Le coeur du problème reside sans doute dans la dualité paradoxale de la SNCF : principal actionnaire de Novatrans, il est en aussi le premier concurrent, par sa filière de transports routier Geodis.

Installée depuis 2001 en Pays Basque nord, la société Novatrans avait pourtant bénéficié de nombreux avantages publics pour s'installer et prospérer sur le Centre de Fret Européen de Mouguerre

A cette période, le Conseil Régional d'Aquitaine intervenait fortement dans un investissement de 40 millions de francs (plus de 6 millions d'euros) pour que cette société spécialisée dans le report modal camion-train puisse "par anticipation" répondre parfaitement aux objectifs du Grenelle de l'Environnement, visant à retirer 20% des marchandises des routes pour les faire transiter par le rail.

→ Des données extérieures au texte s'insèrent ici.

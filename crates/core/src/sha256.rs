//! SHA-256 digest built from the raw compression function
//!
//! [`digest`] hashes a whole message. [`Midstate`] absorbs a block-aligned
//! prefix once so the same prefix can be finished with many different tails,
//! which is what the midstate kernel relies on.

use crate::padding::PaddedBlocks;
use crate::params::{BLOCK_SIZE, DIGEST_SIZE, IV, STATE_WORDS};
use crate::primitives::compress;

/// A 32-byte SHA-256 digest
pub type Digest = [u8; DIGEST_SIZE];

/// Serialize a state as 32 bytes, big-endian per word.
#[inline(always)]
pub fn state_to_bytes(state: &[u32; STATE_WORDS]) -> Digest {
    let mut out = [0u8; DIGEST_SIZE];
    for (chunk, word) in out.chunks_exact_mut(4).zip(state) {
        chunk.copy_from_slice(&word.to_be_bytes());
    }
    out
}

/// Compute the SHA-256 digest of `message`.
///
/// # Example
///
/// ```rust
/// use nip13_core::digest;
///
/// let d = digest(b"abc");
/// assert_eq!(d[0], 0xba);
/// assert_eq!(d[31], 0xad);
/// ```
pub fn digest(message: &[u8]) -> Digest {
    let mut state = IV;
    for block in PaddedBlocks::new(message) {
        compress(&mut state, &block);
    }
    state_to_bytes(&state)
}

/// Running state after absorbing a block-aligned message prefix.
#[derive(Debug, Clone, Copy, PartialEq, Eq)]
pub struct Midstate {
    state: [u32; STATE_WORDS],
    absorbed: usize,
}

impl Midstate {
    /// State before any input.
    pub const fn new() -> Self {
        Self {
            state: IV,
            absorbed: 0,
        }
    }

    /// Absorb every complete block of `prefix`. A trailing partial block is
    /// left for [`Midstate::finish`].
    pub fn absorb(prefix: &[u8]) -> Self {
        let mut mid = Self::new();
        for chunk in prefix.chunks_exact(BLOCK_SIZE) {
            let mut block = [0u8; BLOCK_SIZE];
            block.copy_from_slice(chunk);
            compress(&mut mid.state, &block);
            mid.absorbed += BLOCK_SIZE;
        }
        mid
    }

    /// Bytes absorbed so far
    pub const fn absorbed(&self) -> usize {
        self.absorbed
    }

    /// Raw state words
    pub const fn words(&self) -> &[u32; STATE_WORDS] {
        &self.state
    }

    /// Finish the digest with the rest of the message.
    pub fn finish(&self, tail: &[u8]) -> Digest {
        let mut state = self.state;
        for block in PaddedBlocks::with_prefix_len(tail, self.absorbed) {
            compress(&mut state, &block);
        }
        state_to_bytes(&state)
    }
}

impl Default for Midstate {
    fn default() -> Self {
        Self::new()
    }
}
//! Domain errors for the resource directory and lifecycle operations.

use crate::lifecycle::Action;
use thiserror::Error;

#[derive(Error, Debug, Clone, PartialEq, Eq)]
pub enum DashboardError {
    #[error("Resource details could not be loaded. No ID provided.")]
    MissingId,

    #[error("Resource not found: {0}")]
    NotFound(String),

    #[error("Duplicate resource id: {0}")]
    DuplicateId(String),

    #[error("{action} is not available while the resource is {status}")]
    ActionNotPermitted { action: Action, status: String },

    #[error("An operation is already in progress for {0}")]
    OperationInFlight(String),
}

pub type Result<T> = std::result::Result<T, DashboardError>;
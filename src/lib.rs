//! azurelite
//!
//! Terminal dashboard for browsing, creating, and managing simulated cloud
//! resources. Lifecycle actions run as two-phase operations on the tokio
//! runtime; nothing leaves the process.

pub mod app;
pub mod config;
pub mod error;
pub mod event;
pub mod lifecycle;
pub mod notification;
pub mod profile;
pub mod resource;
pub mod ui;

/// Version injected at compile time via AZURELITE_VERSION env var (set by CI),
/// or "dev" for local builds.
pub const VERSION: &str = match option_env!("AZURELITE_VERSION") {
    Some(v) => v,
    None => "dev",
};
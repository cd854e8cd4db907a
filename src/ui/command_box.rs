//! Command Box
//!
//! `:` prompt with ghost-text completion and a suggestion list.

use crate::app::App;
use ratatui::{
    layout::{Constraint, Direction, Layout},
    style::{Color, Modifier, Style},
    text::{Line, Span},
    widgets::{Block, Borders, Clear, List, ListItem, Paragraph},
    Frame,
};

const MAX_SUGGESTIONS: usize = 8;

/// Input line: typed text in white, the rest of the preview in gray.
fn input_line(app: &App) -> Line<'_> {
    let mut spans = vec![
        Span::styled(":", Style::default().fg(Color::Cyan)),
        Span::styled(app.command_text.as_str(), Style::default().fg(Color::White)),
    ];
    if let Some(rest) = app
        .command_preview
        .as_deref()
        .and_then(|preview| preview.strip_prefix(app.command_text.as_str()))
    {
        spans.push(Span::styled(rest, Style::default().fg(Color::DarkGray)));
    }
    Line::from(spans)
}

pub fn render(f: &mut Frame, app: &App) {
    let chunks = Layout::default()
        .direction(Direction::Vertical)
        .constraints([
            Constraint::Min(1),
            Constraint::Length(MAX_SUGGESTIONS as u16 + 5),
        ])
        .split(f.area());

    let command_area = chunks[1];
    f.render_widget(Clear, command_area);

    let inner_chunks = Layout::default()
        .direction(Direction::Vertical)
        .constraints([Constraint::Length(3), Constraint::Min(1)])
        .split(command_area);

    let input_block = Block::default()
        .borders(Borders::ALL)
        .border_style(Style::default().fg(Color::Cyan))
        .title(Span::styled(
            " Command ",
            Style::default()
                .fg(Color::Cyan)
                .add_modifier(Modifier::BOLD),
        ));
    f.render_widget(
        Paragraph::new(input_line(app)).block(input_block),
        inner_chunks[0],
    );

    let suggestions_block = Block::default()
        .borders(Borders::ALL)
        .border_style(Style::default().fg(Color::DarkGray))
        .title(Span::styled(
            " ↑/↓ select  Tab complete  Enter run  Esc cancel ",
            Style::default().fg(Color::DarkGray),
        ));

    let suggestions: Vec<ListItem> = app
        .command_suggestions
        .iter()
        .enumerate()
        .take(MAX_SUGGESTIONS)
        .map(|(i, cmd)| {
            let style = if i == app.command_suggestion_selected {
                Style::default()
                    .fg(Color::Black)
                    .bg(Color::Cyan)
                    .add_modifier(Modifier::BOLD)
            } else {
                Style::default().fg(Color::White)
            };
            ListItem::new(Span::styled(format!("  {}", cmd), style))
        })
        .collect();

    f.render_widget(
        List::new(suggestions).block(suggestions_block),
        inner_chunks[1],
    );
}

En 2009, le groupe procédait malgré tout à un premier plan social touchant 30% de ses effectifs, tout en continuant de solliciter de nouvelles aides publiques, à hauteur de 1,4 million d'euros. Des aides que la Région d'Aquitaine apportera des subventions, sans toutefois réclamer des contre-parties en termes de sauvegarde des emplois, mais également en acceptant d'instruire les mêmes démandes formulées par l'opérateur privé Modhalor, désireux de construire une plateforme d'autoroute ferroviaire concurrente dans la même zone.

Aujourd'hui, le constat qui domine est celui de l'écoeurement et de l'incohérence entre la parole politique et la réalité de ses engagements.

Puisque la fermeture de la liaison fret Paris-Pays Basque risque logiquement d'entraîner un nouveau plan social pour les employés de Novatrans, il est sans doute temps également de s'interroger sur l'effondrement (moins assumé) de cette hypothèse d'un retour à la croissance qui saturerait les lignes existantes.

Avec les difficultés de Novatrans et la baisse constante du fret ferroviaire depuis 2006, l'argument pro-LGV du fret est transformé en partie de poker menteur dont le slogan, "LGV : transformons l'essai", proclamé "in vitro" jeudi dernier lors de la "manifestation pro-LGV" à la CCI de Bayonne, ne fait plus beaucoup sourire au Pays Basque nord.

 

Le CADE enjoint la CCI et les politiques pro-LGV à agir véritablement

Les pro-LGV réunis à la CCI de Bayonne jeudi dernier ont beau réaffirmer leur volonté de réduire le nombre de camions, "ils ont été les initiateurs de la non rentable autoroute A65 (avec, comme pour la LGV des taux de rentabilité garantis à l'exploitant avec l’argent des contribuables)", rappelle le CADE dans un communiqué diffusé ce jeudi. Le collectif souligne aussi que les difficultés de la société Novatrans "viennent les mettre au pied du mur".

Au cours de la dernière réunion de l'observatoire des trafics, le CADE a interpellé le sous-préfet sur cette question lui demandant d'agir avant les élections. "La CCI ayant déjà quitté la salle et le député Grenet n'y ayant jamais mis les pieds, seule RFF a émis des explications gênées et filandreuses", indique le CADE.

Prêt à se mobiliser pour sauver ce site qui capte effectivement des camions, le CADE enjoint "la CCI et les politiques qui ont paradé le 9 février à agir dès aujourd'hui".